Н. Милиоти. Судейкин, Уткин. Опасность символики. Панно и картины
Н. Милиоти
Н. Милиоти – менее непосредственный, менее таинственный, зато несомненно более зрелый, более опытный мастер, уверенно владеющий формой, рисунком красочной музыки. Его лиловые, розовые, знойно‑ синие вихри, опаловые и смарагдовые дожди, изумрудные россыпи – не случайно красивые пятна, но обдуманный, строго вылепленный узор. Они пластичны; в этом их особенная прелесть. И в них тоже – лиризм нежной символики: певучий ритм верленовских признаний и «райские кущи» Бодлера. Наиболее удачные работы: портрет г‑ жи Гауш (собрание И. С. Остроухова), пасторали на последней выставке «Мира искусства» (1905), зеленоструйная волна «Шум моря» (1907) и «Сад», на выставке «Венок» 1908 года.
Судейкин, Уткин
Из волшебного грота Н. Милиоти выходишь отуманенный, оглушенный звенящими переливами красок… Бледные полусумраки Судейкина дают отдых. Это намеки, дрожащие силуэты, голубые расплывы, в которых мерещатся образы‑ призраки, готовые исчезнуть от первого громкого возгласа. В этой новой манере Судейкина чувствуется хорошее влияние Кузнецова. Остается найти свой собственный путь в полусумраках красоты. Этот путь еще не найден и Уткиным, хотя у него нельзя отнять оригинальных мыслей, своего ощущения природы и своей нежности. Его холсты – обещающие миражи предчувствий и воспоминаний.
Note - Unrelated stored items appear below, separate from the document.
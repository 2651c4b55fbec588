// SPDX-License-Identifier: MIT
// SPDX-FileCopyrightText: 2025-2026 natyamatsya contributors
//
// N reactors plus one dedicated acceptor thread. The acceptor owns its own
// multiplexer registering only the listening socket(s); accepted fds are
// tuned via `socket_config` and handed to a reactor chosen round-robin.

use std::net::TcpListener;
use std::os::fd::AsRawFd;
use std::sync::atomic::{AtomicUsize, Ordering};
use std::sync::Arc;
use std::thread::JoinHandle;
use std::time::Duration;

use crate::multiplexer::Multiplexer;
use crate::reactor::{Reactor, ReactorHandler};
use crate::socket_config::{tune_accepted, SocketTuning};

/// Callback invoked on the acceptor thread for every accepted connection,
/// already assigned to a reactor. Returning `false` tells the pool to close
/// the socket immediately (the callback declined it).
pub trait AcceptHandler: Send + Sync {
    fn on_accept(&self, reactor: &Arc<Reactor>, stream: std::net::TcpStream, peer: std::net::SocketAddr) -> bool;
}

pub struct ReactorPool {
    reactors: Vec<Arc<Reactor>>,
    next: AtomicUsize,
    tuning: SocketTuning,
}

impl ReactorPool {
    pub fn new(reactor_count: usize, tuning: SocketTuning) -> std::io::Result<Self> {
        let mut reactors = Vec::with_capacity(reactor_count.max(1));
        for id in 0..reactor_count.max(1) {
            reactors.push(Arc::new(Reactor::new(id)?));
        }
        Ok(Self {
            reactors,
            next: AtomicUsize::new(0),
            tuning,
        })
    }

    /// Round-robin reactor selection. Kept under its legacy name as a doc
    /// alias for readers coming from the original `get_roubin_reactor` API.
    pub fn next_reactor(&self) -> &Arc<Reactor> {
        let i = self.next.fetch_add(1, Ordering::Relaxed) % self.reactors.len();
        &self.reactors[i]
    }

    /// Doc alias for [`ReactorPool::next_reactor`].
    #[doc(alias = "get_roubin_reactor")]
    pub fn get_roubin_reactor(&self) -> &Arc<Reactor> {
        self.next_reactor()
    }

    pub fn reactors(&self) -> &[Arc<Reactor>] {
        &self.reactors
    }

    /// Spawn one I/O thread per reactor, running `handler`.
    pub fn start_poll(&self, handler: Arc<dyn ReactorHandler>) -> Vec<JoinHandle<()>> {
        self.reactors
            .iter()
            .cloned()
            .map(|reactor| {
                let handler = handler.clone();
                std::thread::Builder::new()
                    .name(format!("reactor-{}", reactor.id))
                    .spawn(move || reactor.run(handler))
                    .expect("spawn reactor thread")
            })
            .collect()
    }

    pub fn request_stop_all(&self) {
        for r in &self.reactors {
            r.request_stop();
        }
    }

    /// Run the acceptor loop on the calling thread. Blocks until
    /// `should_stop` returns true.
    pub fn run_acceptor<S>(
        &self,
        listener: TcpListener,
        handler: Arc<dyn AcceptHandler>,
        should_stop: S,
    ) -> std::io::Result<()>
    where
        S: Fn() -> bool,
    {
        listener.set_nonblocking(true)?;
        let mut mux = Multiplexer::new(16)?;
        let listen_fd = listener.as_raw_fd();
        mux.add_read(listen_fd)?;

        let mut ready = Vec::new();
        while !should_stop() {
            ready.clear();
            mux.wait(Duration::from_millis(200), &mut ready)?;
            if ready.is_empty() {
                continue;
            }
            loop {
                match listener.accept() {
                    Ok((stream, peer)) => {
                        tune_accepted(&stream, &self.tuning);
                        let reactor = self.next_reactor();
                        if !handler.on_accept(reactor, stream, peer) {
                            tracing::debug!(%peer, "accept callback declined connection");
                        }
                    }
                    Err(e) if e.kind() == std::io::ErrorKind::WouldBlock => break,
                    Err(e) => {
                        tracing::warn!(error = %e, "accept failed");
                        break;
                    }
                }
            }
            mux.add_read(listen_fd).or_else(|_| mux.del(listen_fd).and_then(|_| mux.add_read(listen_fd)))?;
        }
        Ok(())
    }
}
// SPDX-License-Identifier: MIT
// SPDX-FileCopyrightText: 2025-2026 natyamatsya contributors
//
// Encrypting SOCKS-style TCP proxy built on a hand-rolled reactor pool and
// time wheel. No async runtime: concurrency is plain OS threads plus a
// `mio::Poll`-backed multiplexer per reactor.

pub mod error;

pub mod spin_lock;
pub use spin_lock::SpinLock;

pub mod mem;

pub mod slot_pool;
pub use slot_pool::SlotPool;

pub mod time_wheel;
pub use time_wheel::{TimeWheel, TimerId};

pub mod os_event;
pub use os_event::OsEvent;

pub mod socket_config;

pub mod multiplexer;
pub use multiplexer::Multiplexer;

pub mod reactor;
pub use reactor::Reactor;

pub mod reactor_pool;
pub use reactor_pool::ReactorPool;

pub mod crypto;

pub mod connection;
pub use connection::ProxyConnection;

pub mod proxy;

pub mod pat;

pub mod thread_pool;
pub use thread_pool::ThreadPool;

pub mod thread_group;
pub use thread_group::ThreadGroup;

pub mod config;
pub use config::ProxyConfig;

pub mod logging;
Но художник еще далек от убеждающего искусства; ему надо учиться и, главное, не усложнять чрезмерно свои темы.
Опасность символики
Вообще усложнение символической темы чаще становится недостатком, чем достоинством картины. Особенно при упрощенности техники эта победа духа над плотью – опасное нарушение равновесия. Живопись не может сделаться бестелесной, как бы ни «дематериализовалось» изображение природы. В живописи должна быть плоть, более того – скелет; иначе ей грозит возможность расплыться, исчезнуть в фантастических дымах.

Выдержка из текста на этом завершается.